[Collected data]
***

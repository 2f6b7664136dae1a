use std::collections::HashMap;
use std::sync::Arc;

use configs::UniquenessMode;
use models::city::DUPLICATE_CITY_MESSAGE;
use models::{City, CityInput, CityPatch, FieldErrors};
use tokio::sync::Mutex;
use tracing::{debug, info, instrument};
use uuid::Uuid;

use crate::city::clock::{Clock, SystemClock};
use crate::city::repository::CityRepository;
use crate::errors::ServiceError;

/// CRUD over the city collection with the name+country uniqueness rule.
///
/// Every call loads the full collection from the repository; every mutation
/// writes it back in full. Mutations hold `write_lock` for the whole
/// load/check/save sequence, so two writers in this process never interleave.
pub struct CityService {
    repo: Arc<dyn CityRepository>,
    clock: Arc<dyn Clock>,
    uniqueness: UniquenessMode,
    write_lock: Mutex<()>,
}

impl CityService {
    pub fn new(repo: Arc<dyn CityRepository>) -> Self {
        Self {
            repo,
            clock: Arc::new(SystemClock),
            uniqueness: UniquenessMode::default(),
            write_lock: Mutex::new(()),
        }
    }

    pub fn with_clock(mut self, clock: Arc<dyn Clock>) -> Self {
        self.clock = clock;
        self
    }

    pub fn with_uniqueness(mut self, mode: UniquenessMode) -> Self {
        self.uniqueness = mode;
        self
    }

    /// All cities, oldest first.
    pub async fn list_all(&self) -> Result<Vec<City>, ServiceError> {
        let mut cities: Vec<City> = self.repo.load().await?.into_values().collect();
        cities.sort_by(|a, b| a.created_at.cmp(&b.created_at).then_with(|| a.id.cmp(&b.id)));
        debug!(count = cities.len(), "listed cities");
        Ok(cities)
    }

    pub async fn find(&self, id: Uuid) -> Result<Option<City>, ServiceError> {
        Ok(self.repo.load().await?.remove(&id))
    }

    #[instrument(skip(self, input), fields(city_name = %input.name, city_country = %input.country))]
    pub async fn create(&self, input: CityInput) -> Result<City, ServiceError> {
        let input = input.validate()?;

        let _guard = self.write_lock.lock().await;
        let mut cities = self.repo.load().await?;
        ensure_unique(&cities, &input.name, &input.country, None)?;

        let city = City::new(input, self.clock.now());
        cities.insert(city.id, city.clone());
        self.repo.save(&cities).await?;
        info!(city_id = %city.id, "city_created");
        Ok(city)
    }

    #[instrument(skip(self, patch), fields(city_id = %id))]
    pub async fn update(&self, id: Uuid, patch: CityPatch) -> Result<City, ServiceError> {
        let patch = patch.validate()?;

        let _guard = self.write_lock.lock().await;
        let mut cities = self.repo.load().await?;
        let current = cities.get(&id).ok_or_else(|| ServiceError::not_found("City"))?;

        if let Some((name, country)) = self.pair_to_check(current, &patch) {
            ensure_unique(&cities, &name, &country, Some(id))?;
        }

        let now = self.clock.now();
        let city = cities.get_mut(&id).ok_or_else(|| ServiceError::not_found("City"))?;
        city.apply(patch, now);
        let updated = city.clone();
        self.repo.save(&cities).await?;
        info!("city_updated");
        Ok(updated)
    }

    /// Returns whether a record was removed. A missing id leaves storage untouched.
    #[instrument(skip(self), fields(city_id = %id))]
    pub async fn delete(&self, id: Uuid) -> Result<bool, ServiceError> {
        let _guard = self.write_lock.lock().await;
        let mut cities = self.repo.load().await?;
        if cities.remove(&id).is_none() {
            debug!("city_delete_missing");
            return Ok(false);
        }
        self.repo.save(&cities).await?;
        info!("city_deleted");
        Ok(true)
    }

    /// The name+country pair an update must keep unique, if any.
    fn pair_to_check(&self, current: &City, patch: &CityPatch) -> Option<(String, String)> {
        match self.uniqueness {
            UniquenessMode::EffectivePair if patch.is_empty() => None,
            UniquenessMode::EffectivePair => Some((
                patch.name.clone().unwrap_or_else(|| current.name.clone()),
                patch.country.clone().unwrap_or_else(|| current.country.clone()),
            )),
            UniquenessMode::BothFieldsSupplied => match (&patch.name, &patch.country) {
                (Some(name), Some(country)) => Some((name.clone(), country.clone())),
                _ => None,
            },
        }
    }
}

fn ensure_unique(
    cities: &HashMap<Uuid, City>,
    name: &str,
    country: &str,
    except: Option<Uuid>,
) -> Result<(), ServiceError> {
    let taken = cities
        .values()
        .any(|c| Some(c.id) != except && c.is_same_place(name, country));
    if taken {
        return Err(ServiceError::Duplicate(FieldErrors::single("name", DUPLICATE_CITY_MESSAGE)));
    }
    Ok(())
}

***

**WHAT TO PRODUCE:**
Search the entries above for the string "FieldErrors", and report each line where it occurs.

**EXERCISE OUTPUT:**
use models::{City, CityInput, CityPatch, FieldErrors};
        return Err(ServiceError::Duplicate(FieldErrors::single("name", DUPLICATE_CITY_MESSAGE)));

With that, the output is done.